10- Diante deste conturbado cenário mundial, quais são os desafios do sindicalismo brasileiro? Em primeiro lugar é urgente reforçar a integração das lutas dos trabalhadores latino-americanos, investindo em espaços de unidade dos movimentos sociais – como o Encontro Sindical Nossa América (ESNA) e o Fórum Social Mundial (FSM). Através desta e de outras iniciativas unitárias é possível definir calendários de ação conjunta em solidariedade aos povos e contra qualquer retrocesso na região. Algumas batalhas são urgentes, como no apoio ao processo de paz na Colômbia, pela libertação dos heróis cubanos aprisionados nos EUA, contra o bloqueio econômico a Cuba e pelo fim das bases militares ianques no continente, entre outras.

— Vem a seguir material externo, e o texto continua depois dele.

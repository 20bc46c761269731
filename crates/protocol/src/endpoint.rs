use percent_encoding::{utf8_percent_encode, AsciiSet, NON_ALPHANUMERIC};

/// Default path of the subjects-by-department endpoint
pub const SUBJECTS_ENDPOINT: &str = "/exams/admin/api/subjects-by-department/";

/// Query parameter carrying the department code
pub const DEPARTMENT_PARAM: &str = "department";

/// Same unreserved set as `encodeURIComponent`
const COMPONENT: &AsciiSet = &NON_ALPHANUMERIC
    .remove(b'-')
    .remove(b'_')
    .remove(b'.')
    .remove(b'!')
    .remove(b'~')
    .remove(b'*')
    .remove(b'\'')
    .remove(b'(')
    .remove(b')');

/// Percent-encode a single query component
pub fn encode_component(value: &str) -> String {
    utf8_percent_encode(value, COMPONENT).to_string()
}

/// Build the request URL for a department code
///
/// `base_path` is used verbatim; an existing query string is extended
/// with `&` rather than replaced.
pub fn subjects_url(base_path: &str, department_code: &str) -> String {
    let sep = if base_path.contains('?') { '&' } else { '?' };
    format!(
        "{base_path}{sep}{DEPARTMENT_PARAM}={}",
        encode_component(department_code)
    )
}

#[cfg(test)]
mod tests {
    use super::*;

    #[test]
    fn test_plain_code() {
        assert_eq!(
            subjects_url(SUBJECTS_ENDPOINT, "BCA"),
            "/exams/admin/api/subjects-by-department/?department=BCA"
        );
    }

    #[test]
    fn test_reserved_characters_are_encoded() {
        assert_eq!(encode_component("IT & CS"), "IT%20%26%20CS");
        assert_eq!(encode_component("a/b?c=d"), "a%2Fb%3Fc%3Dd");
    }

    #[test]
    fn test_unreserved_marks_pass_through() {
        assert_eq!(encode_component("B.Sc-(IT)_*!~'"), "B.Sc-(IT)_*!~'");
    }

    #[test]
    fn test_non_ascii_is_utf8_encoded() {
        assert_eq!(encode_component("é"), "%C3%A9");
    }

    #[test]
    fn test_existing_query_is_extended() {
        assert_eq!(
            subjects_url("/api/subjects/?v=2", "IT"),
            "/api/subjects/?v=2&department=IT"
        );
    }
}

Também é preciso intensificar a pressão para que os organismos de integração regional, como o Mercosul e a Unasul, adotem políticas de geração de emprego e renda e não se limitem apenas aos aspectos comerciais. Os projetos de desenvolvimento econômico não podem prescindir a bandeira da valorização do trabalho. O sindicalismo brasileiro e latino-americano também necessita reforçar a solidariedade aos trabalhadores e à juventude em luta no mundo inteiro. Questão decisiva no momento é a luta pela paz, contra as ameaças e agressões imperialistas na Síria, Líbia e Irã. Neste contexto é de relevante importância a criação de uma rede latino-americana de comunicação para combater a mídia golpista que hoje impera em nosso continente.